Several Eureka Springs residents have reported good results from getting the treatment, including Dr. Jim Dudley of Eureka Springs, an optometrist.

“The Regeneron monoclonal antibody is genetically engineered especially against the coronavirus,” Dudley said. “Researchers say there is about a seventy percent less chance you will have to be hospitalized if you take this infusion within ten days. I was exposed to Covid on Friday, Dec. 18. Monday, I got wind I had been around someone who had tested positive, and I started getting cold symptoms. The next day I went up to the tent at the Family Clinic on Passion Play Road and got a test. It came back positive. I called my doctor, Dr. John House, that day and told him I’d like to get the monoclonal antibodies treatment. They gave it to Trump and I thought, if it was good enough for him, it’s good enough for me!”

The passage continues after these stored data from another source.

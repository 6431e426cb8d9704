//! JSON encoding of normalized parameter state.
//!
//! A program document is a flat UTF-8 JSON object mapping each parameter's
//! stable name to its normalized value:
//!
//! ```json
//! {"CrossMix":0.0,"PreDelay":0.25,"HighPass":0.0, ... ,"LineOut":0.8}
//! ```
//!
//! Encoding writes every parameter, in index order. Decoding accepts any
//! object of numbers: missing parameters are simply absent from the result
//! and unknown keys are kept, so the caller decides what to apply. There is
//! no version field.
//!
//! Values round-trip bit-exactly: `serde_json` writes the shortest
//! representation that parses back to the same `f64`, and is built with
//! `float_roundtrip` so parsing is correctly rounded.

use std::collections::BTreeMap;

use cloudseed_stereo::ParameterStore;
use serde::ser::{Serialize, SerializeMap, Serializer};

use crate::PresetError;

const UTF8_BOM: &[u8] = b"\xEF\xBB\xBF";

/// Ordered `(name, value)` entries serialized as a JSON object.
pub(crate) struct Entries<'a>(pub(crate) Vec<(&'a str, f64)>);

impl Entries<'_> {
    /// Fails on the first value JSON cannot carry.
    pub(crate) fn check_finite(&self) -> Result<(), PresetError> {
        match self.0.iter().find(|(_, v)| !v.is_finite()) {
            Some(&(name, value)) => Err(PresetError::NonFinite {
                name: name.to_string(),
                value,
            }),
            None => Ok(()),
        }
    }

    pub(crate) fn to_vec(&self, pretty: bool) -> Result<Vec<u8>, PresetError> {
        self.check_finite()?;
        let bytes = if pretty {
            serde_json::to_vec_pretty(self)
        } else {
            serde_json::to_vec(self)
        };
        bytes.map_err(PresetError::Encode)
    }
}

impl Serialize for Entries<'_> {
    fn serialize<S: Serializer>(&self, serializer: S) -> Result<S::Ok, S::Error> {
        let mut map = serializer.serialize_map(Some(self.0.len()))?;
        for (name, value) in &self.0 {
            map.serialize_entry(name, value)?;
        }
        map.end()
    }
}

/// Encodes the store as a compact JSON object, one entry per parameter in
/// index order.
///
/// Fails with [`PresetError::NonFinite`] if any value is NaN or infinite.
///
/// # Example
///
/// ```rust
/// use cloudseed_config::{decode, encode};
/// use cloudseed_stereo::{Parameter, ParameterStore};
///
/// let mut store = ParameterStore::new();
/// store.set(Parameter::StereoWidth, 0.7);
///
/// let bytes = encode(&store).unwrap();
/// assert!(bytes.starts_with(b"{\"CrossMix\":0.0,"));
///
/// let decoded = decode(&bytes).unwrap();
/// assert_eq!(decoded.len(), Parameter::COUNT);
/// assert_eq!(decoded["StereoWidth"], 0.7);
/// ```
pub fn encode(store: &ParameterStore) -> Result<Vec<u8>, PresetError> {
    Entries(store.snapshot()).to_vec(false)
}

/// Same as [`encode`], indented for files meant to be read by people.
pub fn encode_pretty(store: &ParameterStore) -> Result<Vec<u8>, PresetError> {
    Entries(store.snapshot()).to_vec(true)
}

/// Decodes a program document into a name → value mapping.
///
/// A leading UTF-8 byte order mark is ignored. Anything other than a JSON
/// object whose values are all numbers fails with [`PresetError::Decode`].
pub fn decode(bytes: &[u8]) -> Result<BTreeMap<String, f64>, PresetError> {
    let bytes = bytes.strip_prefix(UTF8_BOM).unwrap_or(bytes);
    Ok(serde_json::from_slice(bytes)?)
}
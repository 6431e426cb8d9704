//! Block processing through the two channel engines.

use cloudseed_core::{ResponseCurve, ReverbEngine};

use crate::{StereoError, StereoReverb};

impl<E: ReverbEngine, C: ResponseCurve> StereoReverb<E, C> {
    /// Largest block both engines can render, in samples.
    pub fn max_block_size(&self) -> usize {
        let left = self.left.buffer_size().min(self.left.output().len());
        let right = self.right.buffer_size().min(self.right.output().len());
        left.min(right)
    }

    /// Renders one stereo block.
    ///
    /// `left_in` goes through the left engine and `right_in` through the
    /// right; the channels do not interact at this level. All four buffers
    /// must have the same length, no larger than
    /// [`max_block_size`](Self::max_block_size). Nothing is processed when a
    /// length check fails.
    ///
    /// Does not allocate.
    pub fn process_block(
        &mut self,
        left_in: &[f64],
        right_in: &[f64],
        left_out: &mut [f64],
        right_out: &mut [f64],
    ) -> Result<(), StereoError> {
        let len = left_in.len();
        if right_in.len() != len {
            return Err(StereoError::LengthMismatch {
                left: len,
                right: right_in.len(),
            });
        }
        if left_out.len() != len || right_out.len() != len {
            return Err(StereoError::OutputMismatch {
                expected: len,
                left: left_out.len(),
                right: right_out.len(),
            });
        }
        let capacity = self.max_block_size();
        if len > capacity {
            return Err(StereoError::BlockTooLarge { len, capacity });
        }

        self.left.process(left_in);
        self.right.process(right_in);
        left_out.copy_from_slice(&self.left.output()[..len]);
        right_out.copy_from_slice(&self.right.output()[..len]);
        Ok(())
    }

    /// Renders one stereo block into newly allocated buffers.
    ///
    /// Same checks as [`process_block`](Self::process_block); returns
    /// `(left, right)` of the input length.
    pub fn process(
        &mut self,
        left_in: &[f64],
        right_in: &[f64],
    ) -> Result<(Vec<f64>, Vec<f64>), StereoError> {
        let mut left_out = vec![0.0; left_in.len()];
        let mut right_out = vec![0.0; left_in.len()];
        self.process_block(left_in, right_in, &mut left_out, &mut right_out)?;
        Ok((left_out, right_out))
    }
}
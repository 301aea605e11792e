use std::collections::HashSet;

#[derive(thiserror::Error, Debug)]
pub enum RosterError {
    #[error("names from stdin cannot be modified; pass --names <file>")]
    StdinReadOnly,
}

/// One name per line, trimmed; blank lines dropped. Order and duplicates
/// are kept.
pub fn parse_names(text: &str) -> Vec<String> {
    text.split('\n')
        .map(str::trim)
        .filter(|n| !n.is_empty())
        .map(str::to_string)
        .collect()
}

/// Keeps the first occurrence of each name.
pub fn dedupe(names: &[String]) -> Vec<String> {
    let mut seen = HashSet::new();
    names
        .iter()
        .filter(|n| seen.insert(n.as_str()))
        .cloned()
        .collect()
}

/// Appends cleaned names, skipping blanks.
pub fn extend_names(names: &mut Vec<String>, extra: &[String]) -> usize {
    let before = names.len();
    names.extend(
        extra
            .iter()
            .map(|n| n.trim())
            .filter(|n| !n.is_empty())
            .map(str::to_string),
    );
    names.len() - before
}

#[cfg(test)]
mod tests {
    use super::*;

    #[test]
    fn parse_trims_and_drops_blank_lines() {
        let names = parse_names("  Ann \n\n\tBo\r\n   \nAnn\n");
        assert_eq!(names, vec!["Ann", "Bo", "Ann"]);
    }

    #[test]
    fn parse_of_empty_text_is_empty() {
        assert!(parse_names("").is_empty());
        assert!(parse_names("\n \n").is_empty());
    }

    #[test]
    fn dedupe_keeps_first_occurrence_order() {
        let names = parse_names("C\nA\nC\nB\nA");
        assert_eq!(dedupe(&names), vec!["C", "A", "B"]);
    }

    #[test]
    fn extend_skips_blank_entries() {
        let mut names = vec!["A".to_string()];
        let added = extend_names(&mut names, &[" B ".to_string(), "  ".to_string()]);
        assert_eq!(added, 1);
        assert_eq!(names, vec!["A", "B"]);
    }
}
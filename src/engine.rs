//! Spinner engine: rotation state, spin command and winner mapping.
//!
//! Angles follow the canvas convention: 0 rad points at 3 o'clock and
//! angles grow clockwise on screen. Sector `i` starts at
//! `i * step + rotation`. The pointer sits at the top of the wheel,
//! canonical angle `1.5π`.

use rand::Rng;
use std::f64::consts::{PI, TAU};
use std::time::{Duration, Instant};

pub const SPIN_DURATION: Duration = Duration::from_millis(5000);
pub const MIN_SEGMENTS: usize = 2;
pub const POINTER_ANGLE: f64 = 1.5 * PI;

const MIN_TURNS: f64 = 5.0;
const MAX_TURNS: f64 = 10.0;

#[derive(thiserror::Error, Debug, PartialEq)]
pub enum SpinError {
    #[error("enter at least two names to start a draw (got {0})")]
    TooFewSegments(usize),
    #[error("a spin is already in progress")]
    AlreadySpinning,
}

#[derive(Debug, Clone, PartialEq)]
pub struct SpinOutcome {
    pub label: String,
    pub index: usize,
    pub rotation: f64,
    pub segment_count: usize,
}

#[derive(Debug, Clone, PartialEq)]
pub enum Frame {
    Idle { rotation: f64 },
    Spinning { rotation: f64, progress: f64 },
    Finished(SpinOutcome),
}

#[derive(Debug, Clone)]
struct SpinRun {
    segments: Vec<String>,
    from: f64,
    target: f64,
    started_at: Instant,
    last_rotation: f64,
}

#[derive(Debug, Default)]
pub struct SpinEngine {
    rotation: f64,
    run: Option<SpinRun>,
}

impl SpinEngine {
    pub fn new(rotation: f64) -> Self {
        Self {
            rotation,
            run: None,
        }
    }

    pub fn rotation(&self) -> f64 {
        self.rotation
    }

    pub fn is_animating(&self) -> bool {
        self.run.is_some()
    }

    /// Commits a target rotation and begins a run at `now`.
    ///
    /// The labels are copied so later edits to the caller's list cannot
    /// change the segment count mid-run.
    pub fn start_spin<R: Rng>(
        &mut self,
        segments: &[String],
        rng: &mut R,
        now: Instant,
    ) -> Result<f64, SpinError> {
        if segments.len() < MIN_SEGMENTS {
            return Err(SpinError::TooFewSegments(segments.len()));
        }
        if self.run.is_some() {
            return Err(SpinError::AlreadySpinning);
        }
        let turns = rng.random_range(MIN_TURNS..MAX_TURNS);
        let offset = rng.random_range(0.0..TAU);
        let target = self.rotation + turns * TAU + offset;
        log::debug!(
            "spin committed: from={:.4} target={:.4} segments={}",
            self.rotation,
            target,
            segments.len()
        );
        self.run = Some(SpinRun {
            segments: segments.to_vec(),
            from: self.rotation,
            target,
            started_at: now,
            last_rotation: self.rotation,
        });
        Ok(target)
    }

    /// Samples the run at `now`. Progress comes from elapsed wall-clock
    /// time, so skipped frames only skip samples.
    pub fn advance(&mut self, now: Instant) -> Frame {
        let Some(run) = self.run.as_mut() else {
            return Frame::Idle {
                rotation: self.rotation,
            };
        };
        let elapsed = now.saturating_duration_since(run.started_at);
        let progress = progress_at(elapsed);
        if progress < 1.0 {
            let rotation = run.from + (run.target - run.from) * ease_out_cubic(progress);
            run.last_rotation = rotation;
            return Frame::Spinning { rotation, progress };
        }

        let Some(run) = self.run.take() else {
            return Frame::Idle {
                rotation: self.rotation,
            };
        };
        self.rotation = run.target;
        let segment_count = run.segments.len();
        // segment_count >= 2 was checked in start_spin.
        let index = winner_index(run.target, segment_count).unwrap_or(0);
        let label = run.segments.into_iter().nth(index).unwrap_or_default();
        Frame::Finished(SpinOutcome {
            label,
            index,
            rotation: run.target,
            segment_count,
        })
    }

    /// Drops the active run without a winner. The wheel stays where it was
    /// last drawn.
    pub fn cancel(&mut self) -> bool {
        match self.run.take() {
            Some(run) => {
                self.rotation = run.last_rotation;
                true
            }
            None => false,
        }
    }
}

pub fn progress_at(elapsed: Duration) -> f64 {
    (elapsed.as_secs_f64() / SPIN_DURATION.as_secs_f64()).clamp(0.0, 1.0)
}

pub fn ease_out_cubic(progress: f64) -> f64 {
    let p = progress.clamp(0.0, 1.0);
    1.0 - (1.0 - p).powi(3)
}

/// Canonical residue of `angle` in `[0, 2π)`.
pub fn normalize(angle: f64) -> f64 {
    let n = ((angle % TAU) + TAU) % TAU;
    if n >= TAU {
        0.0
    } else {
        n
    }
}

/// Index of the segment under the pointer for a wheel at `rotation`.
pub fn winner_index(rotation: f64, segment_count: usize) -> Option<usize> {
    if segment_count == 0 {
        return None;
    }
    let n = segment_count as i64;
    let step = TAU / segment_count as f64;
    let raw = (((POINTER_ANGLE - normalize(rotation)) % TAU) / step).floor() as i64;
    Some((((raw % n) + n) % n) as usize)
}
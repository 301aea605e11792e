//! Wheel layout and terminal rendering.
//!
//! Sector `i` spans `[i * step + rotation, (i + 1) * step + rotation)` in
//! canvas angles (0 at 3 o'clock, clockwise). Any renderer that keeps that
//! convention picks the same winner as the engine.

use crate::domain::constants::{
    EMPTY_WHEEL_COLOR, LABEL_KEEP_CHARS, LABEL_MAX_CHARS, WHEEL_COLORS,
};
use crate::domain::models::{SectorLayout, WheelReport};
use crate::engine::{winner_index, Frame, SpinOutcome};
use std::f64::consts::TAU;
use std::io::Write;

pub fn truncate_label(name: &str) -> String {
    if name.chars().count() > LABEL_MAX_CHARS {
        let head: String = name.chars().take(LABEL_KEEP_CHARS).collect();
        format!("{}...", head)
    } else {
        name.to_string()
    }
}

pub fn sector_color(index: usize) -> &'static str {
    WHEEL_COLORS[index % WHEEL_COLORS.len()]
}

pub fn layout(names: &[String], rotation: f64) -> WheelReport {
    if names.is_empty() {
        return WheelReport {
            rotation,
            segment_count: 0,
            winner_index: None,
            sectors: vec![SectorLayout {
                index: 0,
                label: String::new(),
                color: EMPTY_WHEEL_COLOR.to_string(),
                start_angle: rotation,
                end_angle: rotation + TAU,
                bisector: rotation + TAU / 2.0,
                under_pointer: false,
            }],
        };
    }

    let step = TAU / names.len() as f64;
    let pointed = winner_index(rotation, names.len());
    let sectors = names
        .iter()
        .enumerate()
        .map(|(i, name)| {
            let start = i as f64 * step + rotation;
            SectorLayout {
                index: i,
                label: truncate_label(name),
                color: sector_color(i).to_string(),
                start_angle: start,
                end_angle: start + step,
                bisector: start + step / 2.0,
                under_pointer: pointed == Some(i),
            }
        })
        .collect();

    WheelReport {
        rotation,
        segment_count: names.len(),
        winner_index: pointed,
        sectors,
    }
}

/// Renders frames as a single rewritten status line.
pub struct TextRenderer<'a, W: Write> {
    out: W,
    names: &'a [String],
}

impl<'a, W: Write> TextRenderer<'a, W> {
    pub fn new(out: W, names: &'a [String]) -> Self {
        Self { out, names }
    }

    pub fn status_line(names: &[String], rotation: f64) -> String {
        let label = winner_index(rotation, names.len())
            .and_then(|i| names.get(i))
            .map(|n| truncate_label(n))
            .unwrap_or_default();
        format!(
            "▼ {:<11} {:>7.1}°",
            label,
            crate::engine::normalize(rotation).to_degrees()
        )
    }

    pub fn draw(&mut self, frame: &Frame) -> std::io::Result<()> {
        match frame {
            Frame::Spinning { rotation, .. } | Frame::Idle { rotation } => {
                write!(self.out, "\r{}", Self::status_line(self.names, *rotation))?;
            }
            Frame::Finished(SpinOutcome { rotation, .. }) => {
                writeln!(self.out, "\r{}", Self::status_line(self.names, *rotation))?;
            }
        }
        self.out.flush()
    }

    pub fn into_inner(self) -> W {
        self.out
    }
}
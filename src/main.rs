use clap::Parser;
use std::process::ExitCode;

mod cli;
mod commands;
mod domain;
mod engine;
mod services;

pub use cli::*;
pub use commands::*;
pub use domain::models::*;
pub use engine::{normalize, SpinEngine, SpinError};
pub use services::animator::{Animator, CancelToken, RunResult};
pub use services::config::{load_config, redacted, ConfigFile};
pub use services::message::{generator_for, MessageGenerator};
pub use services::output::{print_error, print_one, print_out};
pub use services::roster::{dedupe, extend_names, parse_names, RosterError};
pub use services::storage::{
    audit, clock_time, load_state, now_ms, read_names_text, record_winner, save_state, spin_lock,
    write_names, NamesSource,
};
pub use services::wheel::{layout, TextRenderer};

fn main() -> ExitCode {
    let cli = Cli::parse();
    env_logger::Builder::from_env(env_logger::Env::default().default_filter_or("warn"))
        .format_timestamp(None)
        .init();

    match run(&cli) {
        Ok(()) => ExitCode::SUCCESS,
        Err(e) => {
            log::debug!("command failed: {:?}", e);
            print_error(cli.json, error_code(&e), &format!("{:#}", e));
            ExitCode::FAILURE
        }
    }
}

fn run(cli: &Cli) -> anyhow::Result<()> {
    let cfg = load_config()?;
    let mut state = load_state()?;

    if handle_draw_commands(cli, &cfg, &mut state)? {
        return Ok(());
    }
    if handle_roster_commands(cli, &cfg, &mut state)? {
        return Ok(());
    }
    anyhow::bail!("unhandled command")
}

fn error_code(e: &anyhow::Error) -> &'static str {
    if let Some(SpinError::TooFewSegments(_)) = e.downcast_ref::<SpinError>() {
        return "TOO_FEW_NAMES";
    }
    if let Some(RosterError::StdinReadOnly) = e.downcast_ref::<RosterError>() {
        return "STDIN_READ_ONLY";
    }
    "INTERNAL"
}
//! Command handler layer.
//!
//! This module owns CLI-oriented orchestration and output wiring.
//!
//! ## Files
//! - `draw.rs` — spin and message.
//! - `roster.rs` — names/history/wheel/config.
//!
//! ## Principles
//! - Parse/match CLI inputs here.
//! - Delegate business logic to `services/*`.
//! - Keep behavior and output schema stable.

pub mod draw;
pub mod roster;

pub use draw::handle_draw_commands;
pub use roster::handle_roster_commands;
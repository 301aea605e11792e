use crate::domain::constants::{APP_DIR, SAMPLE_NAMES};
use crate::domain::models::{State, WinnerRecord};
use chrono::{Local, TimeZone};
use std::fs::{File, OpenOptions};
use std::path::{Path, PathBuf};
use std::time::{SystemTime, UNIX_EPOCH};

/// Where the roster is read from.
#[derive(Debug, Clone, PartialEq)]
pub enum NamesSource {
    /// `$HOME/.config/luckydraw/names.txt`; the sample roster stands in
    /// until the file exists.
    Default(PathBuf),
    File(PathBuf),
    Stdin,
}

impl NamesSource {
    pub fn from_arg(arg: Option<&str>) -> anyhow::Result<Self> {
        match arg {
            Some("-") => Ok(NamesSource::Stdin),
            Some(p) => Ok(NamesSource::File(PathBuf::from(p))),
            None => Ok(NamesSource::Default(names_path()?)),
        }
    }

    pub fn writable_path(&self) -> Option<&Path> {
        match self {
            NamesSource::Default(p) | NamesSource::File(p) => Some(p),
            NamesSource::Stdin => None,
        }
    }

    pub fn describe(&self) -> String {
        match self {
            NamesSource::Default(p) if !p.exists() => "sample".to_string(),
            NamesSource::Default(p) | NamesSource::File(p) => p.to_string_lossy().to_string(),
            NamesSource::Stdin => "stdin".to_string(),
        }
    }
}

pub fn app_dir() -> anyhow::Result<PathBuf> {
    let home = std::env::var("HOME")?;
    Ok(PathBuf::from(home).join(".config").join(APP_DIR))
}

fn state_path() -> anyhow::Result<PathBuf> {
    Ok(app_dir()?.join("state.json"))
}

fn names_path() -> anyhow::Result<PathBuf> {
    Ok(app_dir()?.join("names.txt"))
}

pub fn now_ms() -> u64 {
    SystemTime::now()
        .duration_since(UNIX_EPOCH)
        .map(|d| d.as_millis() as u64)
        .unwrap_or(0)
}

/// Local wall-clock time (`HH:MM:SS`) of a millisecond timestamp.
pub fn clock_time(ms: u64) -> String {
    match i64::try_from(ms)
        .ok()
        .and_then(|ms| Local.timestamp_millis_opt(ms).single())
    {
        Some(t) => t.format("%H:%M:%S").to_string(),
        None => ms.to_string(),
    }
}

pub fn audit(action: &str, data: serde_json::Value) {
    let path = match app_dir() {
        Ok(dir) => dir.join("audit.jsonl"),
        Err(_) => return,
    };
    if let Some(parent) = path.parent() {
        let _ = std::fs::create_dir_all(parent);
    }
    let event = serde_json::json!({
        "ts": now_ms(),
        "action": action,
        "data": data
    });
    let line = format!("{}\n", event);
    let res = OpenOptions::new()
        .create(true)
        .append(true)
        .open(&path)
        .and_then(|mut f| std::io::Write::write_all(&mut f, line.as_bytes()));
    if let Err(e) = res {
        log::debug!("audit write to {} failed: {}", path.display(), e);
    }
}

/// Advisory lock guarding `state.json` for the length of a draw.
pub fn spin_lock() -> anyhow::Result<fd_lock::RwLock<File>> {
    let dir = app_dir()?;
    std::fs::create_dir_all(&dir)?;
    let file = OpenOptions::new()
        .create(true)
        .truncate(false)
        .read(true)
        .write(true)
        .open(dir.join("spin.lock"))?;
    Ok(fd_lock::RwLock::new(file))
}

pub fn load_state() -> anyhow::Result<State> {
    let p = state_path()?;
    if !p.exists() {
        return Ok(State::default());
    }
    let raw = std::fs::read_to_string(p)?;
    Ok(serde_json::from_str(&raw)?)
}

pub fn save_state(s: &State) -> anyhow::Result<()> {
    let p = state_path()?;
    if let Some(parent) = p.parent() {
        std::fs::create_dir_all(parent)?;
    }
    std::fs::write(p, serde_json::to_string_pretty(s)?)?;
    Ok(())
}

/// Newest entries go first.
pub fn record_winner(state: &mut State, record: WinnerRecord) {
    state.rotation = record.rotation;
    state.history.insert(0, record);
}

pub fn read_names_text(source: &NamesSource) -> anyhow::Result<String> {
    match source {
        NamesSource::Default(p) if !p.exists() => Ok(SAMPLE_NAMES.join("\n")),
        NamesSource::Default(p) | NamesSource::File(p) => Ok(std::fs::read_to_string(p)?),
        NamesSource::Stdin => Ok(std::io::read_to_string(std::io::stdin())?),
    }
}

pub fn write_names(path: &Path, names: &[String]) -> anyhow::Result<()> {
    if let Some(parent) = path.parent() {
        if !parent.as_os_str().is_empty() {
            std::fs::create_dir_all(parent)?;
        }
    }
    let mut body = names.join("\n");
    body.push('\n');
    std::fs::write(path, body)?;
    Ok(())
}

#[cfg(test)]
mod tests {
    use super::*;

    fn record(name: &str, rotation: f64) -> WinnerRecord {
        WinnerRecord {
            name: name.to_string(),
            message: format!("hi {name}"),
            timestamp: 1,
            rotation,
            index: 0,
            segment_count: 2,
        }
    }

    #[test]
    fn record_winner_prepends_and_keeps_rotation() {
        let mut state = State::default();
        record_winner(&mut state, record("A", 40.0));
        record_winner(&mut state, record("B", 90.5));
        assert_eq!(state.history[0].name, "B");
        assert_eq!(state.history[1].name, "A");
        assert_eq!(state.rotation, 90.5);
    }

    #[test]
    fn state_without_rotation_field_still_loads() {
        let state: State = serde_json::from_str(r#"{"history": []}"#).expect("parse");
        assert_eq!(state.rotation, 0.0);
    }

    #[test]
    fn stdin_source_is_not_writable() {
        assert!(NamesSource::Stdin.writable_path().is_none());
        let file = NamesSource::File(PathBuf::from("names.txt"));
        assert_eq!(file.writable_path(), Some(Path::new("names.txt")));
    }

    #[test]
    fn clock_time_is_hours_minutes_seconds() {
        let t = clock_time(1_700_000_000_123);
        let parts: Vec<&str> = t.split(':').collect();
        assert_eq!(parts.len(), 3, "unexpected clock format {t}");
        assert!(parts.iter().all(|p| p.len() == 2 && p.chars().all(|c| c.is_ascii_digit())));
        assert_eq!(clock_time(1_700_000_000_123), clock_time(1_700_000_000_999));
    }

    #[test]
    fn second_spin_lock_is_refused_while_first_is_held() {
        let dir = tempfile::TempDir::new().expect("temp dir");
        let path = dir.path().join("spin.lock");
        let open = || {
            OpenOptions::new()
                .create(true)
                .truncate(false)
                .read(true)
                .write(true)
                .open(&path)
                .expect("open lock file")
        };
        let mut first = fd_lock::RwLock::new(open());
        let mut second = fd_lock::RwLock::new(open());
        let held = first.try_write().expect("first lock");
        match second.try_write() {
            Ok(_) => panic!("second lock must fail while the first is held"),
            Err(err) => assert_eq!(err.kind(), std::io::ErrorKind::WouldBlock),
        }
        drop(held);
        assert!(second.try_write().is_ok());
    }

    #[test]
    fn write_names_ends_with_newline() {
        let dir = tempfile::TempDir::new().expect("temp dir");
        let path = dir.path().join("nested/names.txt");
        write_names(&path, &["A".to_string(), "B".to_string()]).expect("write");
        assert_eq!(std::fs::read_to_string(path).expect("read"), "A\nB\n");
    }
}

House sent Dudley to get the treatment at Washington Regional Medical Center in Fayetteville. Dudley said the process was easy. After signing a consent form, he was quickly scheduled for the treatment that he said was no more difficult than donating blood.

“The only infusion center in Northwest Arkansas I know of is at Washington Regional,” Dudley said. “But any licensed physician in the state can send a patient. The doctor doesn’t need hospital privileges at Washington Regional in order to send a patient there. I went over there on day eight of my diagnosis – you need to have the infusion within ten days.”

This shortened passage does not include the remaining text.